* [Records to use]:

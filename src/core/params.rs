// animfit/src/core/params.rs
//! Request and response shapes exchanged with callers of the pipeline.

use super::{
    OptimizationReport, OptimizationRequest, OptimizationResult, OptimizeError, Result,
    DEFAULT_MIN_DIMENSION,
};
use crate::utils::format_file_size;
use serde::{Deserialize, Serialize};
use std::fmt;
use std::path::PathBuf;

pub const BYTES_PER_MB: f64 = 1024.0 * 1024.0;
pub const PRESET_MAX_FILE_SIZE_MB: f64 = 2.0;

const MIN_FILE_SIZE_MB: f64 = 0.1;
const MAX_FILE_SIZE_MB: f64 = 50.0;
const MAX_MIN_DIMENSION: u32 = 2000;
const MAX_MAX_DIMENSION: u32 = 4000;

#[derive(Debug, Clone, Copy, PartialEq, Eq, Default, Serialize, Deserialize)]
#[serde(rename_all = "lowercase")]
pub enum Mode {
    #[default]
    Preset,
    Custom,
}

#[derive(Debug, Clone, PartialEq, Default, Serialize, Deserialize)]
#[serde(rename_all = "camelCase", default)]
pub struct OptimizeParams {
    pub mode: Mode,
    #[serde(rename = "maxFileSizeMB")]
    pub max_file_size_mb: Option<f64>,
    pub min_width: Option<u32>,
    pub min_height: Option<u32>,
    pub max_width: Option<u32>,
    pub max_height: Option<u32>,
    pub allow_frame_reduction: bool,
}

impl OptimizeParams {
    pub fn preset() -> Self {
        Self::default()
    }

    pub fn from_json(data: &str) -> Result<Self> {
        serde_json::from_str(data)
            .map_err(|e| OptimizeError::Validation(format!("Malformed parameters: {}", e)))
    }

    pub fn validate(&self) -> Result<()> {
        if self.mode == Mode::Preset {
            return Ok(());
        }

        let size = self.max_file_size_mb.ok_or_else(|| {
            OptimizeError::Validation("maxFileSizeMB is required in custom mode".to_string())
        })?;
        if !size.is_finite() || !(MIN_FILE_SIZE_MB..=MAX_FILE_SIZE_MB).contains(&size) {
            return Err(OptimizeError::Validation(format!(
                "maxFileSizeMB must be between {} and {}",
                MIN_FILE_SIZE_MB, MAX_FILE_SIZE_MB
            )));
        }

        let (min_w, min_h) = self.min_dimensions();
        for (name, value) in [("minWidth", min_w), ("minHeight", min_h)] {
            if !(1..=MAX_MIN_DIMENSION).contains(&value) {
                return Err(OptimizeError::Validation(format!(
                    "{} must be between 1 and {}",
                    name, MAX_MIN_DIMENSION
                )));
            }
        }

        for (name, max, min) in [
            ("maxWidth", self.max_width, min_w),
            ("maxHeight", self.max_height, min_h),
        ] {
            if let Some(max) = max {
                if max > MAX_MAX_DIMENSION {
                    return Err(OptimizeError::Validation(format!(
                        "{} must not exceed {}",
                        name, MAX_MAX_DIMENSION
                    )));
                }
                if max < min {
                    return Err(OptimizeError::Validation(format!(
                        "{} ({}) must be at least the matching minimum ({})",
                        name, max, min
                    )));
                }
            }
        }

        Ok(())
    }

    pub fn max_size_bytes(&self) -> u64 {
        let mb = match self.mode {
            Mode::Preset => PRESET_MAX_FILE_SIZE_MB,
            Mode::Custom => self.max_file_size_mb.unwrap_or(PRESET_MAX_FILE_SIZE_MB),
        };
        (mb * BYTES_PER_MB).round() as u64
    }

    fn min_dimensions(&self) -> (u32, u32) {
        match self.mode {
            Mode::Preset => (DEFAULT_MIN_DIMENSION, DEFAULT_MIN_DIMENSION),
            Mode::Custom => (
                self.min_width.unwrap_or(DEFAULT_MIN_DIMENSION),
                self.min_height.unwrap_or(DEFAULT_MIN_DIMENSION),
            ),
        }
    }

    fn max_dimensions(&self) -> (Option<u32>, Option<u32>) {
        match self.mode {
            Mode::Preset => (None, None),
            Mode::Custom => (self.max_width, self.max_height),
        }
    }

    /// Validates and turns the parameters into a pipeline request. Nothing
    /// reaches the pipeline unless this succeeds.
    pub fn into_request(self, source: impl Into<PathBuf>, output: impl Into<PathBuf>) -> Result<OptimizationRequest> {
        self.validate()?;

        let (min_w, min_h) = self.min_dimensions();
        let (max_w, max_h) = self.max_dimensions();
        let request = OptimizationRequest::new(source, output, self.max_size_bytes())
            .with_min_dimensions(min_w, min_h)
            .with_max_dimensions(max_w, max_h)
            .with_frame_reduction(self.allow_frame_reduction);

        request.validate()?;
        Ok(request)
    }
}

#[derive(Debug, Clone, PartialEq, Serialize)]
#[serde(rename_all = "camelCase")]
pub struct SuccessBody {
    pub original_width: u32,
    pub original_height: u32,
    pub final_width: u32,
    pub final_height: u32,
    pub frame_count: u32,
    pub final_size_bytes: u64,
    pub original_size_bytes: u64,
}

#[derive(Debug, Clone, PartialEq, Serialize)]
#[serde(rename_all = "camelCase")]
pub struct ApprovalBody {
    pub requires_approval: bool,
    pub approval_message: String,
    pub estimated_frame_reduction_percent: u32,
    pub original_width: u32,
    pub original_height: u32,
    pub frame_count: u32,
    pub original_size_bytes: u64,
}

/// JSON body returned to callers; exactly one shape per outcome.
#[derive(Debug, Clone, PartialEq, Serialize)]
#[serde(untagged)]
pub enum OptimizeResponse {
    Success(SuccessBody),
    ApprovalRequired(ApprovalBody),
    Error { error: String },
}

impl OptimizeResponse {
    pub fn from_report(report: &OptimizationReport) -> Self {
        let original = report.original;

        match &report.result {
            OptimizationResult::Success { metadata, .. } => OptimizeResponse::Success(SuccessBody {
                original_width: original.width,
                original_height: original.height,
                final_width: metadata.width,
                final_height: metadata.height,
                frame_count: metadata.frame_count,
                final_size_bytes: metadata.size_bytes,
                original_size_bytes: original.size_bytes,
            }),
            OptimizationResult::ApprovalRequired {
                estimated_frame_reduction_percent,
                current_size_bytes,
                target_size_bytes,
            } => OptimizeResponse::ApprovalRequired(ApprovalBody {
                requires_approval: true,
                approval_message: approval_message(
                    *estimated_frame_reduction_percent,
                    *current_size_bytes,
                    *target_size_bytes,
                ),
                estimated_frame_reduction_percent: *estimated_frame_reduction_percent,
                original_width: original.width,
                original_height: original.height,
                frame_count: original.frame_count,
                original_size_bytes: original.size_bytes,
            }),
            OptimizationResult::Failed {
                reason,
                best_achieved_size_bytes,
                frame_count,
            } => OptimizeResponse::Error {
                error: format!(
                    "Optimization failed ({}): best result was {} with {} frame(s)",
                    reason,
                    format_file_size(*best_achieved_size_bytes),
                    frame_count
                ),
            },
        }
    }

    pub fn error(err: impl fmt::Display) -> Self {
        OptimizeResponse::Error {
            error: err.to_string(),
        }
    }

    /// Process exit code for the CLI: 0 success, 2 approval needed, 1 error.
    pub fn exit_code(&self) -> i32 {
        match self {
            OptimizeResponse::Success(_) => 0,
            OptimizeResponse::ApprovalRequired(_) => 2,
            OptimizeResponse::Error { .. } => 1,
        }
    }

    pub fn to_json(&self) -> String {
        serde_json::to_string_pretty(self).unwrap_or_else(|e| format!("{{\"error\":\"{}\"}}", e))
    }
}

fn approval_message(percent: u32, current: u64, target: u64) -> String {
    format!(
        "The animation is still {} after color reduction, above the {} limit. \
         Meeting the limit requires removing roughly {}% of its frames. \
         Resubmit the original file with frame reduction allowed to continue.",
        format_file_size(current),
        format_file_size(target),
        percent
    )
}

* [Task objective]: Copy the lines of the entries above that mention "SuccessBody".

* [Answer to the problem]:
pub struct SuccessBody {
    Success(SuccessBody),
            OptimizationResult::Success { metadata, .. } => OptimizeResponse::Success(SuccessBody {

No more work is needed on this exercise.